Prompt:
What follows is a block of records; reproduce all of it verbatim.

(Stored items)
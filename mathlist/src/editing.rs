//! Position-aware structural edits on a math list tree.
//!
//! These are the primitives the editing session builds its keystroke
//! operations out of: insert an atom at a position and advance, remove the
//! atom under a position, remove a span. All of them keep the tree in a
//! state every reachable position still resolves against.

use crate::{
    atom::Atom,
    list::MathList,
    position::{Position, SlotKind},
    range::ListRange,
};
use snafu::Snafu;

/// Faults raised when a position and the tree have desynchronized.
///
/// These are contract violations, not recoverable outcomes: they can only
/// happen if a caller holds a stale position across an unrelated mutation
/// or an edit operation has a bug. They are never used for expected
/// control flow (end-of-level, absent neighbors and lookup fallbacks are
/// all handled without errors).
#[derive(Debug, Snafu)]
pub enum TreeError {
    #[snafu(display("index {index} is out of bounds for a list of length {len}"))]
    IndexOutOfBounds { index: usize, len: usize },

    #[snafu(display("atom at index {index} has no {slot:?} slot"))]
    MissingSlot { index: usize, slot: SlotKind },

    #[snafu(display("position {position} does not resolve to an atom"))]
    UnresolvedPosition { position: Position },

    #[snafu(display("cannot step below the root level"))]
    LevelBelowRoot,

    #[snafu(display("an atom inserted at the script waypoint cannot carry scripts of its own"))]
    ScriptedAtomAtWaypoint,
}

impl MathList {
    /// Inserts `atom` at `position` and moves `position` past it.
    ///
    /// With `advance` set, the position instead re-enters the inserted
    /// atom's named slot at index 0 — inserting a fraction with
    /// `Some(SlotKind::Numerator)` leaves the cursor inside the numerator.
    ///
    /// Two positional special cases:
    /// - an unscripted typing target that is a placeholder is replaced
    ///   rather than pushed aside (its scripts, if any, move onto the new
    ///   atom when that atom has none of its own);
    /// - inserting at the between-base-and-scripts waypoint transfers the
    ///   base's scripts onto the inserted atom, places it right after the
    ///   base, and leaves the position between the new atom's nucleus and
    ///   the transferred scripts.
    pub fn insert_and_advance(
        &mut self,
        position: &mut Position,
        mut atom: Atom,
        advance: Option<SlotKind>,
    ) -> Result<(), TreeError> {
        let at_waypoint = position.final_slot_kind() == Some(SlotKind::BetweenBaseAndScripts);
        let inserted = if at_waypoint {
            self.insert_at_waypoint(position, atom)?
        } else {
            if self.atom_at(position).is_some_and(Atom::is_placeholder) {
                let list = self.list_at_mut(position)?;
                let replaced = list.remove(position.final_index());
                if !atom.has_scripts() {
                    atom.superscript = replaced.superscript;
                    atom.subscript = replaced.subscript;
                }
            }
            let list = self.list_at_mut(position)?;
            let index = position.final_index();
            let len = list.len();
            if index > len {
                return Err(TreeError::IndexOutOfBounds { index, len });
            }
            list.insert(index, atom);
            position.clone()
        };
        *position = match advance {
            Some(slot) => inserted.level_up_with_slot(slot, 0),
            None if at_waypoint => {
                inserted.level_up_with_slot(SlotKind::BetweenBaseAndScripts, 1)
            }
            None => inserted.next(),
        };
        Ok(())
    }

    fn insert_at_waypoint(
        &mut self,
        position: &Position,
        mut atom: Atom,
    ) -> Result<Position, TreeError> {
        if atom.has_scripts() {
            return Err(TreeError::ScriptedAtomAtWaypoint);
        }
        let base_position = position.level_down().ok_or(TreeError::LevelBelowRoot)?;
        let base_index = base_position.final_index();
        let list = self.list_at_mut(&base_position)?;
        let len = list.len();
        let base = list.get_mut(base_index).ok_or(TreeError::IndexOutOfBounds {
            index: base_index,
            len,
        })?;
        if !base.has_scripts() {
            return Err(TreeError::MissingSlot {
                index: base_index,
                slot: SlotKind::BetweenBaseAndScripts,
            });
        }
        atom.superscript = base.superscript.take();
        atom.subscript = base.subscript.take();
        list.insert(base_index + 1, atom);
        Ok(base_position.next())
    }

    /// Removes the atom under `position`; the position then names the freed
    /// slot.
    ///
    /// Removing at the between-base-and-scripts waypoint deletes the base's
    /// nucleus: the scripts migrate onto a script-free previous atom when
    /// one exists (and the position lands at that atom's waypoint), else
    /// the base becomes a placeholder carrying the scripts (and the
    /// position lands before it).
    pub fn remove_at(&mut self, position: &mut Position) -> Result<(), TreeError> {
        if position.final_slot_kind() == Some(SlotKind::BetweenBaseAndScripts) {
            return self.remove_at_waypoint(position);
        }
        let list = self.list_at_mut(position)?;
        let index = position.final_index();
        let len = list.len();
        if index >= len {
            return Err(TreeError::IndexOutOfBounds { index, len });
        }
        list.remove(index);
        Ok(())
    }

    fn remove_at_waypoint(&mut self, position: &mut Position) -> Result<(), TreeError> {
        let base_position = position.level_down().ok_or(TreeError::LevelBelowRoot)?;
        let base_index = base_position.final_index();
        let list = self.list_at_mut(&base_position)?;
        let len = list.len();
        let base = list.get(base_index).ok_or(TreeError::IndexOutOfBounds {
            index: base_index,
            len,
        })?;
        if !base.has_scripts() {
            return Err(TreeError::MissingSlot {
                index: base_index,
                slot: SlotKind::BetweenBaseAndScripts,
            });
        }
        let merge_target = base_index
            .checked_sub(1)
            .filter(|&index| !list.atoms()[index].has_scripts());
        match merge_target {
            Some(previous_index) => {
                let base = list.remove(base_index);
                if let Some(previous) = list.get_mut(previous_index) {
                    previous.superscript = base.superscript;
                    previous.subscript = base.subscript;
                }
                if let Some(before_base) = base_position.previous() {
                    *position =
                        before_base.level_up_with_slot(SlotKind::BetweenBaseAndScripts, 1);
                }
            }
            None => {
                if let Some(base) = list.get_mut(base_index) {
                    let mut placeholder = Atom::placeholder();
                    placeholder.superscript = base.superscript.take();
                    placeholder.subscript = base.subscript.take();
                    *base = placeholder;
                }
                *position = base_position;
            }
        }
        Ok(())
    }

    /// Deletes the contiguous span named by `range` at its level. Positions
    /// held by other observers at or past the span must be re-derived by
    /// their owners; this core tracks only the one position the session
    /// feeds back in.
    pub fn remove_range(&mut self, range: &ListRange) -> Result<(), TreeError> {
        if range.is_empty() {
            return Ok(());
        }
        let list = self.list_at_mut(range.start())?;
        let len = list.len();
        let end = range.end_index();
        if end > len {
            return Err(TreeError::IndexOutOfBounds { index: end, len });
        }
        list.remove_span(range.start().final_index(), range.length());
        Ok(())
    }
}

Output of the task:
filename mathlist/src/editing.rs
//! Position-aware structural edits on a math list tree.
//!
//! These are the primitives the editing session builds its keystroke
//! operations out of: insert an atom at a position and advance, remove the
//! atom under a position, remove a span. All of them keep the tree in a
//! state every reachable position still resolves against.

use crate::{
    atom::Atom,
    list::MathList,
    position::{Position, SlotKind},
    range::ListRange,
};
use snafu::Snafu;

/// Faults raised when a position and the tree have desynchronized.
///
/// These are contract violations, not recoverable outcomes: they can only
/// happen if a caller holds a stale position across an unrelated mutation
/// or an edit operation has a bug. They are never used for expected
/// control flow (end-of-level, absent neighbors and lookup fallbacks are
/// all handled without errors).
#[derive(Debug, Snafu)]
pub enum TreeError {
    #[snafu(display("index {index} is out of bounds for a list of length {len}"))]
    IndexOutOfBounds { index: usize, len: usize },

    #[snafu(display("atom at index {index} has no {slot:?} slot"))]
    MissingSlot { index: usize, slot: SlotKind },

    #[snafu(display("position {position} does not resolve to an atom"))]
    UnresolvedPosition { position: Position },

    #[snafu(display("cannot step below the root level"))]
    LevelBelowRoot,

    #[snafu(display("an atom inserted at the script waypoint cannot carry scripts of its own"))]
    ScriptedAtomAtWaypoint,
}

impl MathList {
    /// Inserts `atom` at `position` and moves `position` past it.
    ///
    /// With `advance` set, the position instead re-enters the inserted
    /// atom's named slot at index 0 — inserting a fraction with
    /// `Some(SlotKind::Numerator)` leaves the cursor inside the numerator.
    ///
    /// Two positional special cases:
    /// - an unscripted typing target that is a placeholder is replaced
    ///   rather than pushed aside (its scripts, if any, move onto the new
    ///   atom when that atom has none of its own);
    /// - inserting at the between-base-and-scripts waypoint transfers the
    ///   base's scripts onto the inserted atom, places it right after the
    ///   base, and leaves the position between the new atom's nucleus and
    ///   the transferred scripts.
    pub fn insert_and_advance(
        &mut self,
        position: &mut Position,
        mut atom: Atom,
        advance: Option<SlotKind>,
    ) -> Result<(), TreeError> {
        let at_waypoint = position.final_slot_kind() == Some(SlotKind::BetweenBaseAndScripts);
        let inserted = if at_waypoint {
            self.insert_at_waypoint(position, atom)?
        } else {
            if self.atom_at(position).is_some_and(Atom::is_placeholder) {
                let list = self.list_at_mut(position)?;
                let replaced = list.remove(position.final_index());
                if !atom.has_scripts() {
                    atom.superscript = replaced.superscript;
                    atom.subscript = replaced.subscript;
                }
            }
            let list = self.list_at_mut(position)?;
            let index = position.final_index();
            let len = list.len();
            if index > len {
                return Err(TreeError::IndexOutOfBounds { index, len });
            }
            list.insert(index, atom);
            position.clone()
        };
        *position = match advance {
            Some(slot) => inserted.level_up_with_slot(slot, 0),
            None if at_waypoint => {
                inserted.level_up_with_slot(SlotKind::BetweenBaseAndScripts, 1)
            }
            None => inserted.next(),
        };
        Ok(())
    }

    fn insert_at_waypoint(
        &mut self,
        position: &Position,
        mut atom: Atom,
    ) -> Result<Position, TreeError> {
        if atom.has_scripts() {
            return Err(TreeError::ScriptedAtomAtWaypoint);
        }
        let base_position = position.level_down().ok_or(TreeError::LevelBelowRoot)?;
        let base_index = base_position.final_index();
        let list = self.list_at_mut(&base_position)?;
        let len = list.len();
        let base = list.get_mut(base_index).ok_or(TreeError::IndexOutOfBounds {
            index: base_index,
            len,
        })?;
        if !base.has_scripts() {
            return Err(TreeError::MissingSlot {
                index: base_index,
                slot: SlotKind::BetweenBaseAndScripts,
            });
        }
        atom.superscript = base.superscript.take();
        atom.subscript = base.subscript.take();
        list.insert(base_index + 1, atom);
        Ok(base_position.next())
    }

    /// Removes the atom under `position`; the position then names the freed
    /// slot.
    ///
    /// Removing at the between-base-and-scripts waypoint deletes the base's
    /// nucleus: the scripts migrate onto a script-free previous atom when
    /// one exists (and the position lands at that atom's waypoint), else
    /// the base becomes a placeholder carrying the scripts (and the
    /// position lands before it).
    pub fn remove_at(&mut self, position: &mut Position) -> Result<(), TreeError> {
        if position.final_slot_kind() == Some(SlotKind::BetweenBaseAndScripts) {
            return self.remove_at_waypoint(position);
        }
        let list = self.list_at_mut(position)?;
        let index = position.final_index();
        let len = list.len();
        if index >= len {
            return Err(TreeError::IndexOutOfBounds { index, len });
        }
        list.remove(index);
        Ok(())
    }

    fn remove_at_waypoint(&mut self, position: &mut Position) -> Result<(), TreeError> {
        let base_position = position.level_down().ok_or(TreeError::LevelBelowRoot)?;
        let base_index = base_position.final_index();
        let list = self.list_at_mut(&base_position)?;
        let len = list.len();
        let base = list.get(base_index).ok_or(TreeError::IndexOutOfBounds {
            index: base_index,
            len,
        })?;
        if !base.has_scripts() {
            return Err(TreeError::MissingSlot {
                index: base_index,
                slot: SlotKind::BetweenBaseAndScripts,
            });
        }
        let merge_target = base_index
            .checked_sub(1)
            .filter(|&index| !list.atoms()[index].has_scripts());
        match merge_target {
            Some(previous_index) => {
                let base = list.remove(base_index);
                if let Some(previous) = list.get_mut(previous_index) {
                    previous.superscript = base.superscript;
                    previous.subscript = base.subscript;
                }
                if let Some(before_base) = base_position.previous() {
                    *position =
                        before_base.level_up_with_slot(SlotKind::BetweenBaseAndScripts, 1);
                }
            }
            None => {
                if let Some(base) = list.get_mut(base_index) {
                    let mut placeholder = Atom::placeholder();
                    placeholder.superscript = base.superscript.take();
                    placeholder.subscript = base.subscript.take();
                    *base = placeholder;
                }
                *position = base_position;
            }
        }
        Ok(())
    }

    /// Deletes the contiguous span named by `range` at its level. Positions
    /// held by other observers at or past the span must be re-derived by
    /// their owners; this core tracks only the one position the session
    /// feeds back in.
    pub fn remove_range(&mut self, range: &ListRange) -> Result<(), TreeError> {
        if range.is_empty() {
            return Ok(());
        }
        let list = self.list_at_mut(range.start())?;
        let len = list.len();
        let end = range.end_index();
        if end > len {
            return Err(TreeError::IndexOutOfBounds { index: end, len });
        }
        list.remove_span(range.start().final_index(), range.length());
        Ok(())
    }
}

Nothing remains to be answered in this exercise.